- EXERCISE DIRECTIONS
Go through the entries below and copy each line that holds the word "vars".

- DATA PROVIDED
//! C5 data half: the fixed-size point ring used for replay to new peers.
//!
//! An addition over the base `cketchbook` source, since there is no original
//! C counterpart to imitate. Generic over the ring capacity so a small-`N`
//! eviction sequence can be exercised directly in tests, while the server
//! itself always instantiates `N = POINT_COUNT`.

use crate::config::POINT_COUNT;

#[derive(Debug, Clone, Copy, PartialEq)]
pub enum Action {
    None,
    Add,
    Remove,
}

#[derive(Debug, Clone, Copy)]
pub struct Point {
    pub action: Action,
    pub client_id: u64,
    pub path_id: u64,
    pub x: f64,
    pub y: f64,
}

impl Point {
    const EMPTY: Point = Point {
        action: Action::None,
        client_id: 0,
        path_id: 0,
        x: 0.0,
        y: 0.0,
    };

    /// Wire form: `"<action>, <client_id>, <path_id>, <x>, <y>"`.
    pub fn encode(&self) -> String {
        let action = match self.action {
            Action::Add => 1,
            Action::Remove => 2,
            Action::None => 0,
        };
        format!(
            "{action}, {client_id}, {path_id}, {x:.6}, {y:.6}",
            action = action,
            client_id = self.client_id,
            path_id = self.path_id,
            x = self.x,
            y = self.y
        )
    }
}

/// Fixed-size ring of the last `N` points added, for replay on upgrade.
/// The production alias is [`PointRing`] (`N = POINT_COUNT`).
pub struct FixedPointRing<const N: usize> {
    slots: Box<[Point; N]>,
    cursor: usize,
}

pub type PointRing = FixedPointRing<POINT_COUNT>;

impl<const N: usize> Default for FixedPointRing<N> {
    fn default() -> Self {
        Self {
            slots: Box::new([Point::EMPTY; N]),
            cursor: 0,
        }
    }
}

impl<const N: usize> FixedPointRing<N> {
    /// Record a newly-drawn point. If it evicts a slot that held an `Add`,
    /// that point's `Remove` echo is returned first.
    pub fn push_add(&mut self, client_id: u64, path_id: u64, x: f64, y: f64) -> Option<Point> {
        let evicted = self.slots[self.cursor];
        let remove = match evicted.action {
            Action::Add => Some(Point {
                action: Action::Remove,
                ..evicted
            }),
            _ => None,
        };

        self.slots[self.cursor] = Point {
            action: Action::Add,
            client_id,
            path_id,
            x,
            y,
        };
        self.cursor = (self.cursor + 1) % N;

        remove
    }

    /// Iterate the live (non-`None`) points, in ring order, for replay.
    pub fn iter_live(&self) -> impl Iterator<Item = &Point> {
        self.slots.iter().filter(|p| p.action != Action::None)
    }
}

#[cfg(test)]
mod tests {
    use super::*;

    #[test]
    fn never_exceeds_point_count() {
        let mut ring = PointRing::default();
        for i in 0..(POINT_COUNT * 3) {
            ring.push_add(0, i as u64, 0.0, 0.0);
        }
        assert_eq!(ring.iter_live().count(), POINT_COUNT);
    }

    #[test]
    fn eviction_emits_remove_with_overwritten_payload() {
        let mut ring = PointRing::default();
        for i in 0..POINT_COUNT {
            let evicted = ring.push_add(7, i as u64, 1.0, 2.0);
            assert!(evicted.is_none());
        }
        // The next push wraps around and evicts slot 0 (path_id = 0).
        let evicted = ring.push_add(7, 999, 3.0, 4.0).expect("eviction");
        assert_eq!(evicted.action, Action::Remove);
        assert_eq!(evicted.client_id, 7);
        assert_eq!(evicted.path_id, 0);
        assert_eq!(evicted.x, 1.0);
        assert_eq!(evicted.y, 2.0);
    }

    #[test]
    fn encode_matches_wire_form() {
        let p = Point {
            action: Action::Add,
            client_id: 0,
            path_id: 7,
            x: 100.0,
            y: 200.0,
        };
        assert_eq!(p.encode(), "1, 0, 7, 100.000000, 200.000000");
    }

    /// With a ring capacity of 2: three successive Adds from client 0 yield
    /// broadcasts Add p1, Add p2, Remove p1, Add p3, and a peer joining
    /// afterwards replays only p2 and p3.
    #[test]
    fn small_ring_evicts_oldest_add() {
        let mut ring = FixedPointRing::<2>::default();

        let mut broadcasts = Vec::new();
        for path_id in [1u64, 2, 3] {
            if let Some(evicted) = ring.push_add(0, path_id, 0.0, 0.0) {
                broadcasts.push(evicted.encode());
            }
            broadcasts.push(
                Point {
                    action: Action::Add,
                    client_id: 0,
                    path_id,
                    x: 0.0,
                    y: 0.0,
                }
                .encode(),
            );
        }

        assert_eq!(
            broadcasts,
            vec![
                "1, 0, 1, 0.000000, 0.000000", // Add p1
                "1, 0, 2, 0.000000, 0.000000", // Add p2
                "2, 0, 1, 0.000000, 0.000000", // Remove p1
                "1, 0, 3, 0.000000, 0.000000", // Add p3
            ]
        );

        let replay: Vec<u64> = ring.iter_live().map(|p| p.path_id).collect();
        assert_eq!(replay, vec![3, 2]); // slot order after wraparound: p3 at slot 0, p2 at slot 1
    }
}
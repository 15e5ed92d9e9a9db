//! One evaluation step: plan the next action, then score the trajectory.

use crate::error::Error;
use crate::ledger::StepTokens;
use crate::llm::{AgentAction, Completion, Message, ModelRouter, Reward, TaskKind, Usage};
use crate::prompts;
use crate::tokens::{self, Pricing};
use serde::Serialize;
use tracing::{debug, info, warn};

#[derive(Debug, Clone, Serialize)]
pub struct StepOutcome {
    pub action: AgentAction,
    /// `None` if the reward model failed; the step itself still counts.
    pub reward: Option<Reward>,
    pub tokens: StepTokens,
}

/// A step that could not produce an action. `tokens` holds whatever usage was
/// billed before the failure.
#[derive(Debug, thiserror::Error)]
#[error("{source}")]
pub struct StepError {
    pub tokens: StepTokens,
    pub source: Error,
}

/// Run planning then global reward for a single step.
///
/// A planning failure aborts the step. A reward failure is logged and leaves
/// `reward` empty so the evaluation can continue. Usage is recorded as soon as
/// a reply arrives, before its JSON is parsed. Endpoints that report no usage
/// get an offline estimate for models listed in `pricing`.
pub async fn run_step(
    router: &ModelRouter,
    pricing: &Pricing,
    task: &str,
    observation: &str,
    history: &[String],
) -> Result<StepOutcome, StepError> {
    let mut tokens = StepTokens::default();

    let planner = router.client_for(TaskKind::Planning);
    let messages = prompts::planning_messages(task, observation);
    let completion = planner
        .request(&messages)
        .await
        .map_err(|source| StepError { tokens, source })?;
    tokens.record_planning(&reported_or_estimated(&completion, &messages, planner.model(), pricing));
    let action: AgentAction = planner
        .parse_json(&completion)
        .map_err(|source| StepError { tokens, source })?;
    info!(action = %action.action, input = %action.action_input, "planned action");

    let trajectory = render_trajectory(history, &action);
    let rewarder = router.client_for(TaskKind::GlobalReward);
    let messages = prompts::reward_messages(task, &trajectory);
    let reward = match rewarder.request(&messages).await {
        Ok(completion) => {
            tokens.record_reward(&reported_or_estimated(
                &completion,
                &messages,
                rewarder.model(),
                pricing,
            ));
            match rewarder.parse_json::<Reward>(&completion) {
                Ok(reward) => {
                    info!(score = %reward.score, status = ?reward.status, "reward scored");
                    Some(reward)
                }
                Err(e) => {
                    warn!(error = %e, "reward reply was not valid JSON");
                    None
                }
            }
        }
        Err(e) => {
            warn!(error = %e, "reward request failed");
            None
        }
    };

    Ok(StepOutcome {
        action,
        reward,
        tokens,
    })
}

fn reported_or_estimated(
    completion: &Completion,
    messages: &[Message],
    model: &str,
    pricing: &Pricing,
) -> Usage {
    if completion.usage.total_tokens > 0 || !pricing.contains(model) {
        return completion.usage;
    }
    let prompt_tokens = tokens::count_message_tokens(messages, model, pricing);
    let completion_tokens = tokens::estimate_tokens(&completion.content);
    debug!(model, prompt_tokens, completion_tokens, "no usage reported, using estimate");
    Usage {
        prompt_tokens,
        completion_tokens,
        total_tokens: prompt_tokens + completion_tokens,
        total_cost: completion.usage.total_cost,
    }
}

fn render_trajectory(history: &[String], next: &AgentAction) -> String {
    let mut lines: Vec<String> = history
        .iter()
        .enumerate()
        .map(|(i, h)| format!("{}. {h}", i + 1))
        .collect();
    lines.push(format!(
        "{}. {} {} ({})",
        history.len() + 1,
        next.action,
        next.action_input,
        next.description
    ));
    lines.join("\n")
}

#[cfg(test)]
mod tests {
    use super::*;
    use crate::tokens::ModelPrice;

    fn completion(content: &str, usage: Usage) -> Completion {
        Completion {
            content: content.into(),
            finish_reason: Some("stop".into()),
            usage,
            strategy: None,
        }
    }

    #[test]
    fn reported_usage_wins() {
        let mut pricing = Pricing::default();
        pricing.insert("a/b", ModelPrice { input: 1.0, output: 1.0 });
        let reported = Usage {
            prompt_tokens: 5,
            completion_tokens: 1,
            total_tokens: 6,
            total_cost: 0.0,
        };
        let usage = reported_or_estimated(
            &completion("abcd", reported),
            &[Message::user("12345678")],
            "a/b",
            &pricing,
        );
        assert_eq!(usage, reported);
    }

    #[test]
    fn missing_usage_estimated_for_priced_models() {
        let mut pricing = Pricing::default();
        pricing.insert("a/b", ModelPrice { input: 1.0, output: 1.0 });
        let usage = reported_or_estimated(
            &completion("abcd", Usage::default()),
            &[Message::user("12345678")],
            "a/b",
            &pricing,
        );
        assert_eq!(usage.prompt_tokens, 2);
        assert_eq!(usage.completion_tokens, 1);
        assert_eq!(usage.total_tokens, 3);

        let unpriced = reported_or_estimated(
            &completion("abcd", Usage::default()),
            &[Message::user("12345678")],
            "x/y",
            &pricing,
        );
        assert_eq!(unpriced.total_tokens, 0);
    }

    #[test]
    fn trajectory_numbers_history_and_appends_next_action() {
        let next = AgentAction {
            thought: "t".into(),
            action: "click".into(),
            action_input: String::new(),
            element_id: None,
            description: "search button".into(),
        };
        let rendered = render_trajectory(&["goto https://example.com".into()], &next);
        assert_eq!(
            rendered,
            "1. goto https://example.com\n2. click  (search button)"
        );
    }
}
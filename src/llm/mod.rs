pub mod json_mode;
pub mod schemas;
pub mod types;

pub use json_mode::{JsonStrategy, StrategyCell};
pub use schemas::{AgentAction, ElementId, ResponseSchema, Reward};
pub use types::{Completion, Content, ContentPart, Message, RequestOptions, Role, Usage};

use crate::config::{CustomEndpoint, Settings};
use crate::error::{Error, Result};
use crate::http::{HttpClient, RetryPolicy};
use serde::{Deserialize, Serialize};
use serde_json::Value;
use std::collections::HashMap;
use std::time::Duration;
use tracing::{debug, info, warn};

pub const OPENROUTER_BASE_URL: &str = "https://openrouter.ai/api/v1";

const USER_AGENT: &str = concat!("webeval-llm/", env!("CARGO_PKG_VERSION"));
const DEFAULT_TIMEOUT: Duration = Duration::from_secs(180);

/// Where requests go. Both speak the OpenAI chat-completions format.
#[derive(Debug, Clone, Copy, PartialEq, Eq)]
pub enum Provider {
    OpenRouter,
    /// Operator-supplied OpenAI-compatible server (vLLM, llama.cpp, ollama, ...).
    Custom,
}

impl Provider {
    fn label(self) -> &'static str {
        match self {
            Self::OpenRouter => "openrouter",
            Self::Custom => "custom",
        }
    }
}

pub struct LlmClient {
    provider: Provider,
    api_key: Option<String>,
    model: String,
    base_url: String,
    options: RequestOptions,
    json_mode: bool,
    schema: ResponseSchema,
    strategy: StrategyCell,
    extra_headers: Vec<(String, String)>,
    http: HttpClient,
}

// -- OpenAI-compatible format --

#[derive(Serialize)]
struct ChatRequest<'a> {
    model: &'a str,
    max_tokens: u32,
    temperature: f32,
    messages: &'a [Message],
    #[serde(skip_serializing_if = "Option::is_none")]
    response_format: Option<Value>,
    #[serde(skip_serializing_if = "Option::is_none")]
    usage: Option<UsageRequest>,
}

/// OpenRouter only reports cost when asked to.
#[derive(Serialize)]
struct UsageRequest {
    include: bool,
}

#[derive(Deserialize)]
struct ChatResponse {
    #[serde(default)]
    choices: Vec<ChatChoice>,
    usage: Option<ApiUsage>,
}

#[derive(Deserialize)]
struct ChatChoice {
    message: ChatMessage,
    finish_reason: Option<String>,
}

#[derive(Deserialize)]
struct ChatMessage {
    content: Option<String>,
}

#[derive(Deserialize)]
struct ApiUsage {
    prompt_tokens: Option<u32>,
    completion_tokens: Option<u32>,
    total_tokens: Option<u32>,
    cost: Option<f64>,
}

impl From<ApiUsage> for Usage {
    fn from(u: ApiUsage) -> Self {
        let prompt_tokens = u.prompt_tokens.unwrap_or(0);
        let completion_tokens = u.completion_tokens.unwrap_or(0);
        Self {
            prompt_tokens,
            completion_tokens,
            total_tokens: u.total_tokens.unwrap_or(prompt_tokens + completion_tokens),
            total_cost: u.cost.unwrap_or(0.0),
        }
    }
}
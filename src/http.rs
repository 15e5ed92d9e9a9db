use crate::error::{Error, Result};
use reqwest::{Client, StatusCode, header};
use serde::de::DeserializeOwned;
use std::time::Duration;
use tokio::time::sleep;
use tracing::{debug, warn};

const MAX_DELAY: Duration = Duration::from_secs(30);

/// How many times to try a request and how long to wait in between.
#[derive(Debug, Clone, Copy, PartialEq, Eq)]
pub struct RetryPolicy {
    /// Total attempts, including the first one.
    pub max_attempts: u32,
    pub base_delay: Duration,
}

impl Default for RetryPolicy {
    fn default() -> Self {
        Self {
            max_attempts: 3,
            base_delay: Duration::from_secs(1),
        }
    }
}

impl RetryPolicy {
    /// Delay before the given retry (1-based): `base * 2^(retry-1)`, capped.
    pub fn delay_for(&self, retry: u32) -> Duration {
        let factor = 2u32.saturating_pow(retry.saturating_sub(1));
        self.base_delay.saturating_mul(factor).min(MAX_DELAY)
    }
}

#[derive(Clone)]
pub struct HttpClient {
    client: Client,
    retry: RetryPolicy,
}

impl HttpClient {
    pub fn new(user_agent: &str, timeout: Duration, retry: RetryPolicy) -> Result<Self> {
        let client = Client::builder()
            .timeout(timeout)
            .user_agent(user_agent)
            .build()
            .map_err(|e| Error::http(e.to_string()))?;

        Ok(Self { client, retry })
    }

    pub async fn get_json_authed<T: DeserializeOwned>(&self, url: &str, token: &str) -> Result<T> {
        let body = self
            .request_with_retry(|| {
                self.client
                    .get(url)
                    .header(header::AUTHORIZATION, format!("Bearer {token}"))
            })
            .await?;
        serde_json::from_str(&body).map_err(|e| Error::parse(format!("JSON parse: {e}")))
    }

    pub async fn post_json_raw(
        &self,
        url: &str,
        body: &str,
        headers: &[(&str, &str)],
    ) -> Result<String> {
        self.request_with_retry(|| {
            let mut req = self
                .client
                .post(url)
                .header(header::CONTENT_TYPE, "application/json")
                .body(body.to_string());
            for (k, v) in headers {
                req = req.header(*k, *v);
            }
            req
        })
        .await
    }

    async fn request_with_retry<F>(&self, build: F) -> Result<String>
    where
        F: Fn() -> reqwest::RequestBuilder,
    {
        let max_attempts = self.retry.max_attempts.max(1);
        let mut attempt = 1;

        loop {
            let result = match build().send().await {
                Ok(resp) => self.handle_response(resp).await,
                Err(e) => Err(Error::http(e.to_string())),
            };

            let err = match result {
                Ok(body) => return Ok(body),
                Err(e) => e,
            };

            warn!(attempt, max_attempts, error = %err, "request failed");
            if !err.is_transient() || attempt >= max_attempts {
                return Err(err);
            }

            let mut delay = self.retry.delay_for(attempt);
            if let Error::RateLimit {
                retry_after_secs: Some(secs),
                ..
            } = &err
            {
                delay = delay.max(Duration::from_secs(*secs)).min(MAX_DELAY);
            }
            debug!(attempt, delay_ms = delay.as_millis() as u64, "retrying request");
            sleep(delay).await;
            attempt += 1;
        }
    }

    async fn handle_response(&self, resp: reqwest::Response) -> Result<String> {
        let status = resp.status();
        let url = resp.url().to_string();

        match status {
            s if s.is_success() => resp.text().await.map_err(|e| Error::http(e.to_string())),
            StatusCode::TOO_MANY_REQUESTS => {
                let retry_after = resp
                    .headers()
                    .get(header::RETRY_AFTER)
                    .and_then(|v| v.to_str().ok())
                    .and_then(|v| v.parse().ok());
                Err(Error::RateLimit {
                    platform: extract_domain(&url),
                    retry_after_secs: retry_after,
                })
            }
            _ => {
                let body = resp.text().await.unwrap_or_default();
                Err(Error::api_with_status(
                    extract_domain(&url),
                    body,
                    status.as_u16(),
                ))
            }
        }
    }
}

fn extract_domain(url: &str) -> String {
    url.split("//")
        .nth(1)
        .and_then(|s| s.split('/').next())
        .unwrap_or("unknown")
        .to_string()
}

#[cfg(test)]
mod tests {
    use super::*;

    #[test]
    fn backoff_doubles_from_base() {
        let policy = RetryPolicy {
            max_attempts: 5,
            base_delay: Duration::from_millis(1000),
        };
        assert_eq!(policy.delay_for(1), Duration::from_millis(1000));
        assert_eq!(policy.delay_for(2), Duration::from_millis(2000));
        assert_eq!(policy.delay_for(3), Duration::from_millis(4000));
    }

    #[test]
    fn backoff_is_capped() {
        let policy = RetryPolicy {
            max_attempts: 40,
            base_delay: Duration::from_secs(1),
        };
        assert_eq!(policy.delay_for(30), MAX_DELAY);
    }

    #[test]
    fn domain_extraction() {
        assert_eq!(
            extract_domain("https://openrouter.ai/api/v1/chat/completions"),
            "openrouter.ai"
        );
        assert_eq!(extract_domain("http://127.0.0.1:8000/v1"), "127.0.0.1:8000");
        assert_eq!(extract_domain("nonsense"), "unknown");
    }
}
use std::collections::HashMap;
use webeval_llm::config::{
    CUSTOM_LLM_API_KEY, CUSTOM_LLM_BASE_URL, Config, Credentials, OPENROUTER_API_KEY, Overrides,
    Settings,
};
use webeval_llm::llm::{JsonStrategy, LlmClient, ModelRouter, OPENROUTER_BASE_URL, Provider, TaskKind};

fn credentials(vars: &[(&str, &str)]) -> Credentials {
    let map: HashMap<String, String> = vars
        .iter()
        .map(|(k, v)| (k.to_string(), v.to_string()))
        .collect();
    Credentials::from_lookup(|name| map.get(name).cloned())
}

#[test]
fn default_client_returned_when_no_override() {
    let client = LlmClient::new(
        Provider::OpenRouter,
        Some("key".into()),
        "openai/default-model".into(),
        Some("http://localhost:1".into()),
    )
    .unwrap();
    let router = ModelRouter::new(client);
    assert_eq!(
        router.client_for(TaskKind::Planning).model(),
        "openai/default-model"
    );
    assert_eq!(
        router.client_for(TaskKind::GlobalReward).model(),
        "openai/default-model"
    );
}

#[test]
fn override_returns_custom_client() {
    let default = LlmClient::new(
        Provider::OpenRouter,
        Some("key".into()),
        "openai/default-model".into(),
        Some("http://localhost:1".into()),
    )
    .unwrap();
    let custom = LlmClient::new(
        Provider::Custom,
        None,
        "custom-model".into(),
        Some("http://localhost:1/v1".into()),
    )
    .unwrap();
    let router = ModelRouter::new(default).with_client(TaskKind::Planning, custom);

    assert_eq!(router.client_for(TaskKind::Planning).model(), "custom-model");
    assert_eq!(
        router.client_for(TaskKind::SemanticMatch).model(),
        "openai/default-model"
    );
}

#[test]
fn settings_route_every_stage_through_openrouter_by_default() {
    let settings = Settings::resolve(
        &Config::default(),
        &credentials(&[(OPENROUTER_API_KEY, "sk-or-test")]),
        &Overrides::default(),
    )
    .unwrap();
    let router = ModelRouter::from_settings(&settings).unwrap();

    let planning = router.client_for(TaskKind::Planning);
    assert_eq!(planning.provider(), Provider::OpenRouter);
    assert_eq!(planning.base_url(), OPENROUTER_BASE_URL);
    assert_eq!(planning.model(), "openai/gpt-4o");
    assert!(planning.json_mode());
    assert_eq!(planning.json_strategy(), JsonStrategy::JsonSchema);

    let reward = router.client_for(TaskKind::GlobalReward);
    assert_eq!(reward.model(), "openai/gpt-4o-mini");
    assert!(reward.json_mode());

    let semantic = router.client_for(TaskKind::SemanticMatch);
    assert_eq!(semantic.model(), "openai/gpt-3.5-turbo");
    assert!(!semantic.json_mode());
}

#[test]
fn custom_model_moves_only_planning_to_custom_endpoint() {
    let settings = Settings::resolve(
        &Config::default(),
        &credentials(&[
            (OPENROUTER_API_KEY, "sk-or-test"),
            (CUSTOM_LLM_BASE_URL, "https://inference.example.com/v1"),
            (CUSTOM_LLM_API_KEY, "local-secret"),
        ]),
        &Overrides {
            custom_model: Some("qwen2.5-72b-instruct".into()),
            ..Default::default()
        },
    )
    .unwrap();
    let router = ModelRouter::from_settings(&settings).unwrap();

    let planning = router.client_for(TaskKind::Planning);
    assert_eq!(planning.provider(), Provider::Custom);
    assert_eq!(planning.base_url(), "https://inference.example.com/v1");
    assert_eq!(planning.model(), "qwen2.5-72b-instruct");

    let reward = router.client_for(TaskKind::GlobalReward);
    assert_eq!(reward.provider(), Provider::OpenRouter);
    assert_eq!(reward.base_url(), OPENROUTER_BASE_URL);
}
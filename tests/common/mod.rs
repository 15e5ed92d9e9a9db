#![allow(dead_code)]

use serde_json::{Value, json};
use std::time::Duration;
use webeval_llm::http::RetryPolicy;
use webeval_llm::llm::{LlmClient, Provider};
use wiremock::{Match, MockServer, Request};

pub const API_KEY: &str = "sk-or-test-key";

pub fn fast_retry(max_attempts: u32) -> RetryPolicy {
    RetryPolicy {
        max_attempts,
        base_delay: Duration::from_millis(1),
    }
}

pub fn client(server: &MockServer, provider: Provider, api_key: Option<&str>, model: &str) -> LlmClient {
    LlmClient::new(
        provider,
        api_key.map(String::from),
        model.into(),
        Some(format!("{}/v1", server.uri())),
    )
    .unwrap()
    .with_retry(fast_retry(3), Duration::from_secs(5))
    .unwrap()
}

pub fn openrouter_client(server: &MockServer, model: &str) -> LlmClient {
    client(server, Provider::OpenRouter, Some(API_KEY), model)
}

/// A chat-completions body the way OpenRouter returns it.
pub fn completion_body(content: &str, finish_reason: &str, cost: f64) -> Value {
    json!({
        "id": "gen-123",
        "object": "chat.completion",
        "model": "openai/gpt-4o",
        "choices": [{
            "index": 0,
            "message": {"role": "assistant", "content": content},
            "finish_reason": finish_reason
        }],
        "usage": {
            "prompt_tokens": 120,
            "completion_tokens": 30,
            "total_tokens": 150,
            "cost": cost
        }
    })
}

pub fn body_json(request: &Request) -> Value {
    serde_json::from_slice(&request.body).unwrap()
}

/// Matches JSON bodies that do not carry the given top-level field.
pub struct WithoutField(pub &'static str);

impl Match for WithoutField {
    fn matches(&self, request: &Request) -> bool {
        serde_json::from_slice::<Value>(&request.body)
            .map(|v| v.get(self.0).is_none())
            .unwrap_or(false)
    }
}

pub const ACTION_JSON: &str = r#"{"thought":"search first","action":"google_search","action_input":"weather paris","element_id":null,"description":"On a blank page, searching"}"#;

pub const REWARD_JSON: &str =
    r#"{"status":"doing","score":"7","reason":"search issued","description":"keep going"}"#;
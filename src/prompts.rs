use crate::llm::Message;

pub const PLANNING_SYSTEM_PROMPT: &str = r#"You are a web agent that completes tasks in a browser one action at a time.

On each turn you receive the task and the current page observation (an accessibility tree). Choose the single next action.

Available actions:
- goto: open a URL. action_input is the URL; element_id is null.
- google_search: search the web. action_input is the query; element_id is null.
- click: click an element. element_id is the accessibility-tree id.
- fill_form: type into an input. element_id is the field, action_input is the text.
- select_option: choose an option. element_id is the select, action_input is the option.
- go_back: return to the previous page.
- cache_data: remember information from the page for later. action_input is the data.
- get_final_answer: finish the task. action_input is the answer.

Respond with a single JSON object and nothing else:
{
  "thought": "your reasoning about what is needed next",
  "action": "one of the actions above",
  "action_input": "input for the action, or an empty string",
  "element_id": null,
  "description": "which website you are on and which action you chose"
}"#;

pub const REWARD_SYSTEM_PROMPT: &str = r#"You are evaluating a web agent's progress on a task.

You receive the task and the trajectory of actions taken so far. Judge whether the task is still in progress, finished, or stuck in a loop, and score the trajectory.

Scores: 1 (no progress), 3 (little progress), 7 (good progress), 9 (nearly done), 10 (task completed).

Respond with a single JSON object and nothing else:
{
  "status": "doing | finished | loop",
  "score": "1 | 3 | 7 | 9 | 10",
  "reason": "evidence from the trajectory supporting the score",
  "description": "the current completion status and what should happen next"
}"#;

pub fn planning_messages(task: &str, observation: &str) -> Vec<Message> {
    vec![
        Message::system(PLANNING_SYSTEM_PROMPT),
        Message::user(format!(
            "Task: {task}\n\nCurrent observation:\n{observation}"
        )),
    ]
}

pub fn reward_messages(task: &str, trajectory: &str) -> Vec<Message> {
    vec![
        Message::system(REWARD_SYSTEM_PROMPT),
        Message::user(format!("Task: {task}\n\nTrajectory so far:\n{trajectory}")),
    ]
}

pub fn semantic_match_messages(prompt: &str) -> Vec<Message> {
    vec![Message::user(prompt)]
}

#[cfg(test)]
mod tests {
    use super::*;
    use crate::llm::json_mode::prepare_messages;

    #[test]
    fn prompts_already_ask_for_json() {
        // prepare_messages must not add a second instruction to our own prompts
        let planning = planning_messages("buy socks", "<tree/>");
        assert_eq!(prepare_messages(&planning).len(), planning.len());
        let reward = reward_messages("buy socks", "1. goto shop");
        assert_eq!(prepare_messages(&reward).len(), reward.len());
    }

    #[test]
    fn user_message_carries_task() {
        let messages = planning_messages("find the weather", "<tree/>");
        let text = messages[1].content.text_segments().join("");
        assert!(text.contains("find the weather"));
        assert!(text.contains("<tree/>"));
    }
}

- EXERCISE OUTPUT
fn credentials(vars: &[(&str, &str)]) -> Credentials {
    let map: HashMap<String, String> = vars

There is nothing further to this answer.